### GOAL OF THE EXERCISE:
Count the lines below that contain the word "tension", and reply with only that number.

### DATA UNDER STUDY:
>>

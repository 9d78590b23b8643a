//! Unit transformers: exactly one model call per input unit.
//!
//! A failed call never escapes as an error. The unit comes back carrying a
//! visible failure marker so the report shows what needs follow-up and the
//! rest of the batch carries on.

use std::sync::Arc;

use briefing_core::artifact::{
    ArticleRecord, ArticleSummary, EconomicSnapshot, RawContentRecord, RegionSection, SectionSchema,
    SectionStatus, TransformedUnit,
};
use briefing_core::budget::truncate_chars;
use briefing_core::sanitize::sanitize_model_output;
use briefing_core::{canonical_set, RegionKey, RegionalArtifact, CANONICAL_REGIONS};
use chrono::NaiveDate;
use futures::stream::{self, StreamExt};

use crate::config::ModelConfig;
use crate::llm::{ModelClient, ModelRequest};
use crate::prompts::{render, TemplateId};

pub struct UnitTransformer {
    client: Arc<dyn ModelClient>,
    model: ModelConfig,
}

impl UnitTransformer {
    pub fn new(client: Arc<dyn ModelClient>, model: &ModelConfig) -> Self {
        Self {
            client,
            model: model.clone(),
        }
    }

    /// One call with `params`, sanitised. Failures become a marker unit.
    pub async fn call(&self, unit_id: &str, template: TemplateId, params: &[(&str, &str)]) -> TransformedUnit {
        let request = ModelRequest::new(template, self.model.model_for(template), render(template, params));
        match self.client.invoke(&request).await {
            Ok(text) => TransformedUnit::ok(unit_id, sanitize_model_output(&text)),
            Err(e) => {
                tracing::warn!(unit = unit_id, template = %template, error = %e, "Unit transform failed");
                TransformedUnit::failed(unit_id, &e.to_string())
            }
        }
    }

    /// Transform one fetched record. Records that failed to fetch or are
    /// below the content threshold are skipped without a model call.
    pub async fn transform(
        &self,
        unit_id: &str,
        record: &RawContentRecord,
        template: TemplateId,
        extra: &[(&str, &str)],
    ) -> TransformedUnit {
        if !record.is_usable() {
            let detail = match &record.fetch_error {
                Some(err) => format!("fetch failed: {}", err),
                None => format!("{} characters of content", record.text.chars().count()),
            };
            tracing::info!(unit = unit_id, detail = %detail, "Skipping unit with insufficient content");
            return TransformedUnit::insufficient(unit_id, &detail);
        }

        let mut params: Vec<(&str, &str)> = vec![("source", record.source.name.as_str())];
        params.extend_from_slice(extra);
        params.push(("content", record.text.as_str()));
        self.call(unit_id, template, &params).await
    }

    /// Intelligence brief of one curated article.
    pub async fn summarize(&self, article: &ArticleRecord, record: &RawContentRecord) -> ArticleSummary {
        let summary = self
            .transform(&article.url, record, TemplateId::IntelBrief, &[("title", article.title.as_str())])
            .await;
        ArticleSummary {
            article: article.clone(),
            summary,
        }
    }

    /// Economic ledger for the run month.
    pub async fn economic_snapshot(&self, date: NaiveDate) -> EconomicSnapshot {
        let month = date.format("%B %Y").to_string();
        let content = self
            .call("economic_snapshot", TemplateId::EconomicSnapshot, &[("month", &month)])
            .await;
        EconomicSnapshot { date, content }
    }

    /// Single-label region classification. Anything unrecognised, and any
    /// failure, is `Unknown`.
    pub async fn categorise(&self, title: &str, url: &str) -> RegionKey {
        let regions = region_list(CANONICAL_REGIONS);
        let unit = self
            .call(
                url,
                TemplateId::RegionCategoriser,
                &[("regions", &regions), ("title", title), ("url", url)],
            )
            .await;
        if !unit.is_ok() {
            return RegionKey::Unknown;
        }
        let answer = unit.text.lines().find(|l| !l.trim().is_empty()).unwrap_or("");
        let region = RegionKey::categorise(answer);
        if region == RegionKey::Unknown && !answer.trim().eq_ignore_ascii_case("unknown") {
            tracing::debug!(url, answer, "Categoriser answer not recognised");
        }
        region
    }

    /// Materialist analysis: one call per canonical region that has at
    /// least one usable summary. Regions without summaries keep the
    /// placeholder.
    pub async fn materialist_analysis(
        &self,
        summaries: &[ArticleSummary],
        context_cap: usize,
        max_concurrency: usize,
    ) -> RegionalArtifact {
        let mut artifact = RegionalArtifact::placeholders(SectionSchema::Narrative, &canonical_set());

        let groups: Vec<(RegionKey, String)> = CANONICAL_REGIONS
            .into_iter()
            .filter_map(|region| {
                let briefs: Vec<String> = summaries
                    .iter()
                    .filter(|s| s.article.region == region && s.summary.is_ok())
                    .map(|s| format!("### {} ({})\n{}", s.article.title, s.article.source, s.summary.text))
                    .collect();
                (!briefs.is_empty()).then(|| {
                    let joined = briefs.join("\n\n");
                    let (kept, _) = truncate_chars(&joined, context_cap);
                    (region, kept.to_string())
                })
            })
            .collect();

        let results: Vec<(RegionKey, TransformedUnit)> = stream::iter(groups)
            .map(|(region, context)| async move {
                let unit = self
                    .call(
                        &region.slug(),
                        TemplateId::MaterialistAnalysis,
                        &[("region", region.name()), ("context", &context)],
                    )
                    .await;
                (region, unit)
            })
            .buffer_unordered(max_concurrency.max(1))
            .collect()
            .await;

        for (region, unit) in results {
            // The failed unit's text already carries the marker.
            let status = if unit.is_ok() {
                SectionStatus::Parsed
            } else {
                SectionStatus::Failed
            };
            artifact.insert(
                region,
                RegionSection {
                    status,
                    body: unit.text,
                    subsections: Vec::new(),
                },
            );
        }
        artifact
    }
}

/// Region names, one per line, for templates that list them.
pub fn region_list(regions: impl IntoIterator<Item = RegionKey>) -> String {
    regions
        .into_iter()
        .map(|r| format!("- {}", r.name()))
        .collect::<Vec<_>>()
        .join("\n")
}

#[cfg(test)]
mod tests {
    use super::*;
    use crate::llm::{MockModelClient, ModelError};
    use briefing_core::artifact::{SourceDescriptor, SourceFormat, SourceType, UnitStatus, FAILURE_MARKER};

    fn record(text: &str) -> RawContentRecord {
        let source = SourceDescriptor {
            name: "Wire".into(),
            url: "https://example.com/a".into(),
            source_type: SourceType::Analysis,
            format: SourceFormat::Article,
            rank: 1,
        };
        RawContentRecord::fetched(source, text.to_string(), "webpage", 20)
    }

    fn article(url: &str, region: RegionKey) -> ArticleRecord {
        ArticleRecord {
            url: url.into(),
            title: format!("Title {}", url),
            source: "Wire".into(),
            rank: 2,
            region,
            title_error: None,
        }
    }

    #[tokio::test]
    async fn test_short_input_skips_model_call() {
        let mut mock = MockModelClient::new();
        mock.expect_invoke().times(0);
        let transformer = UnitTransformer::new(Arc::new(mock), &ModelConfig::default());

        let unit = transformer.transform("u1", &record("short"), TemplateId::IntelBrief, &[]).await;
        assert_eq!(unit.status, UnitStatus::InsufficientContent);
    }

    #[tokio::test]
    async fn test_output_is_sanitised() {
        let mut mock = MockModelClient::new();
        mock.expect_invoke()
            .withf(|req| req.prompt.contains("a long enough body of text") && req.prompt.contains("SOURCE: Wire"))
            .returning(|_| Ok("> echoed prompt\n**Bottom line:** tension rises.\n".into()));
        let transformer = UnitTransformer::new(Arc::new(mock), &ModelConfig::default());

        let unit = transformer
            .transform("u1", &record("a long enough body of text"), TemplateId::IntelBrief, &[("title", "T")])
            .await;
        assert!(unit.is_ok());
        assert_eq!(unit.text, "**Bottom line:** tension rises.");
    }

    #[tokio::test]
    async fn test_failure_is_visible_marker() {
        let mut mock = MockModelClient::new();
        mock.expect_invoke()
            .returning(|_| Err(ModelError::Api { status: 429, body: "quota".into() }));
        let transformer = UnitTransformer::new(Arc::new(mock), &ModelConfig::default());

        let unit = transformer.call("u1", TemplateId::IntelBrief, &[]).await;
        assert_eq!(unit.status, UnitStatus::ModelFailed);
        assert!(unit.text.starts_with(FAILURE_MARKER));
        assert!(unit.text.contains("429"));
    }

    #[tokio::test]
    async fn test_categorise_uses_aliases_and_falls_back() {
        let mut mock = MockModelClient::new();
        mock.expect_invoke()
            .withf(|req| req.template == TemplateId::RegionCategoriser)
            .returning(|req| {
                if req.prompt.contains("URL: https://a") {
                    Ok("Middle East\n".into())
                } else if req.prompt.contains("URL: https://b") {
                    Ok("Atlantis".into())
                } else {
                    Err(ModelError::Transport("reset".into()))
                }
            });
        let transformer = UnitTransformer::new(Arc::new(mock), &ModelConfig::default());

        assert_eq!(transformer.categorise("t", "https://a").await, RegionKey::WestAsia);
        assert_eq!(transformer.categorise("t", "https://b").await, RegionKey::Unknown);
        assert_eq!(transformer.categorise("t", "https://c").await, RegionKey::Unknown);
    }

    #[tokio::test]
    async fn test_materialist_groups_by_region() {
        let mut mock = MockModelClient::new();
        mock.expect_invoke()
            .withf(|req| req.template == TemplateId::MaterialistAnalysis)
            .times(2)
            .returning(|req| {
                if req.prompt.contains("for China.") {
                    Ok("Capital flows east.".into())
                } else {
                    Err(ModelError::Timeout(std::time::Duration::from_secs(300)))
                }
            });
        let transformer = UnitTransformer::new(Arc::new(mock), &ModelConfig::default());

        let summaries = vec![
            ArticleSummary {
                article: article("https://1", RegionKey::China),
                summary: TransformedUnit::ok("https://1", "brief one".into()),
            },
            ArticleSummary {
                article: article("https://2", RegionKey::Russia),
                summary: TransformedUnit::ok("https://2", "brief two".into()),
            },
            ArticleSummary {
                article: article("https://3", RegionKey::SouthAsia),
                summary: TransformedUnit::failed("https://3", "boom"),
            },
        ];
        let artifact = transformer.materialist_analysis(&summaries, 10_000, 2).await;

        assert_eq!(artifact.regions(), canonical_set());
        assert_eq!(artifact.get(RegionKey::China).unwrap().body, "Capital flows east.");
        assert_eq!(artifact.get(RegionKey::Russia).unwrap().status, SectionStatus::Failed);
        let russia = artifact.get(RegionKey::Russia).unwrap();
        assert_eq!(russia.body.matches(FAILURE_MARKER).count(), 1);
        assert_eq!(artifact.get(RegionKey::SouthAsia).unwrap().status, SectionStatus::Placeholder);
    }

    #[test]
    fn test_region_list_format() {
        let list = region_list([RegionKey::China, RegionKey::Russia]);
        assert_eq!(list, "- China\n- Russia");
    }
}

<<
>>

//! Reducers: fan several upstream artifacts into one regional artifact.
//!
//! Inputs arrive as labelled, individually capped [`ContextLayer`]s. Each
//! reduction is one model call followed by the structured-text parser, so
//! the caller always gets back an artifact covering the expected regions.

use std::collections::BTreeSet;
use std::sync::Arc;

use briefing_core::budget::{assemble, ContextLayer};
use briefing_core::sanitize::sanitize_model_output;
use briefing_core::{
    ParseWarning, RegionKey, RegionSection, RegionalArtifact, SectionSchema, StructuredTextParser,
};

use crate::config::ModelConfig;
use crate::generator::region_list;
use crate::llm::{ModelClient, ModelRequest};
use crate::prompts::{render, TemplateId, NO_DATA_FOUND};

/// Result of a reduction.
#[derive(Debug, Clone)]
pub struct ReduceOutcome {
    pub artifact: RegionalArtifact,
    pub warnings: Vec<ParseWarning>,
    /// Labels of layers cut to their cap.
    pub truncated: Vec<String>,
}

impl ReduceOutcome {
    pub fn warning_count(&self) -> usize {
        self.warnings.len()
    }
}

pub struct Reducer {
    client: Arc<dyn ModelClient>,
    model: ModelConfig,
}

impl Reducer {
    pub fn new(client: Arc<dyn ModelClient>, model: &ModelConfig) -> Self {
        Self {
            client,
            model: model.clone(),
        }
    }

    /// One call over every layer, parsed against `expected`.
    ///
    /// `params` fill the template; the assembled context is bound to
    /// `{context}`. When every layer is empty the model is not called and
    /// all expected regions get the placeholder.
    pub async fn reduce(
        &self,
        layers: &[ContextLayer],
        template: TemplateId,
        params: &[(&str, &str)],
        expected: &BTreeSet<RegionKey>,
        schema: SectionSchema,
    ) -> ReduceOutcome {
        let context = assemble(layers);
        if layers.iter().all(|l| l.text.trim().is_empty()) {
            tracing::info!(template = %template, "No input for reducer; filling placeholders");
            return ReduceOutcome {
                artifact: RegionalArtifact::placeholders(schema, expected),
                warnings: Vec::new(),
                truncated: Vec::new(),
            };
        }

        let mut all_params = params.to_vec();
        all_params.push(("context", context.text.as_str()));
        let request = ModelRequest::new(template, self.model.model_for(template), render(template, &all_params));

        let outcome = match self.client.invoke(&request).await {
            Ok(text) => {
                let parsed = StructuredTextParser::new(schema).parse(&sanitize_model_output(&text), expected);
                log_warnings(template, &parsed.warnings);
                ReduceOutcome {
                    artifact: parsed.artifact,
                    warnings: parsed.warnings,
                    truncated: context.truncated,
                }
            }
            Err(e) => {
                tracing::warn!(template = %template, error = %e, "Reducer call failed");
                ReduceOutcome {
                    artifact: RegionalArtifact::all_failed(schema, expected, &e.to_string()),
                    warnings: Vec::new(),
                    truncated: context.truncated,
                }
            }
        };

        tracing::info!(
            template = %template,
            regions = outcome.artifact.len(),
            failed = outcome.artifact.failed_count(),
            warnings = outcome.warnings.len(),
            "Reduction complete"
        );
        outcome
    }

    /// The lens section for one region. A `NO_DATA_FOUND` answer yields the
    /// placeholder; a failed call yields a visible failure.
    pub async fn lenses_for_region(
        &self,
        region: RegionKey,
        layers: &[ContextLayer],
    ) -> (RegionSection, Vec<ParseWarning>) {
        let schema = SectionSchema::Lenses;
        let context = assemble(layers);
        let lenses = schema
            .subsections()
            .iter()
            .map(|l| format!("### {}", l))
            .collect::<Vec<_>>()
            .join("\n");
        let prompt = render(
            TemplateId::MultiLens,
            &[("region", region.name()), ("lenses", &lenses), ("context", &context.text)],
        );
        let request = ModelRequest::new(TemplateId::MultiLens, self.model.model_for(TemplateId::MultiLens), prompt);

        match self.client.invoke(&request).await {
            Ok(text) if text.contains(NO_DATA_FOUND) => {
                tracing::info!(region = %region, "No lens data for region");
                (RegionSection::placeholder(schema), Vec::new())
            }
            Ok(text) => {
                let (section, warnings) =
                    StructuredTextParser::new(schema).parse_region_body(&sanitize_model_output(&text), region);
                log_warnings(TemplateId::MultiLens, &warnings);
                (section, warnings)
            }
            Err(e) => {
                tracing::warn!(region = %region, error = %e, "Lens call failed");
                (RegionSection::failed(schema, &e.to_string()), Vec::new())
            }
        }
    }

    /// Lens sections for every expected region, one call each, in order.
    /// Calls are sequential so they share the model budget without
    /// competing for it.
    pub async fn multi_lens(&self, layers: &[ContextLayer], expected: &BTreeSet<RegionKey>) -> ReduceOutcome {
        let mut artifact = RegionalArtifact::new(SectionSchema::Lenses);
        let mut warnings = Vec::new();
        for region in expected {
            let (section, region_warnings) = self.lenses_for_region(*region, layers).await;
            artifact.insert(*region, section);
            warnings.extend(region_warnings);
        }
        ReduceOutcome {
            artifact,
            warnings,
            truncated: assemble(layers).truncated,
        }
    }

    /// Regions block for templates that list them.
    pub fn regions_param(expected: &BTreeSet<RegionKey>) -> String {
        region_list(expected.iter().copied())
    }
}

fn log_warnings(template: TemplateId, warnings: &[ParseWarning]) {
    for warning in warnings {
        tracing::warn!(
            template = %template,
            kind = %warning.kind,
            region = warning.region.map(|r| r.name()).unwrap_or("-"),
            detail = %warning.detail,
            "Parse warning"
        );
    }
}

<<
>>

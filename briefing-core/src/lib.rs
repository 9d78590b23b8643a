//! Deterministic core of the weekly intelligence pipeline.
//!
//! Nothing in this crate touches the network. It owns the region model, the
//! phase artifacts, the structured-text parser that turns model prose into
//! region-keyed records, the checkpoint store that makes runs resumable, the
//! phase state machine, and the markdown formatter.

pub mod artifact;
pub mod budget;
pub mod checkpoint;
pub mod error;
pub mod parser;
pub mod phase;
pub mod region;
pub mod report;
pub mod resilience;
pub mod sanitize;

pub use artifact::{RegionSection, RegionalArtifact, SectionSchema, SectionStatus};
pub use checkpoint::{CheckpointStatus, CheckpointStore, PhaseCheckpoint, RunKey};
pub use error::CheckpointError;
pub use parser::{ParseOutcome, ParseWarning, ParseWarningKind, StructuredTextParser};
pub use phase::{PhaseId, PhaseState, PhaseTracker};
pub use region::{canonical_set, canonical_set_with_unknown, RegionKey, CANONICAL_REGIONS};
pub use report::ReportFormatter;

<<

### TASK RESULT:
2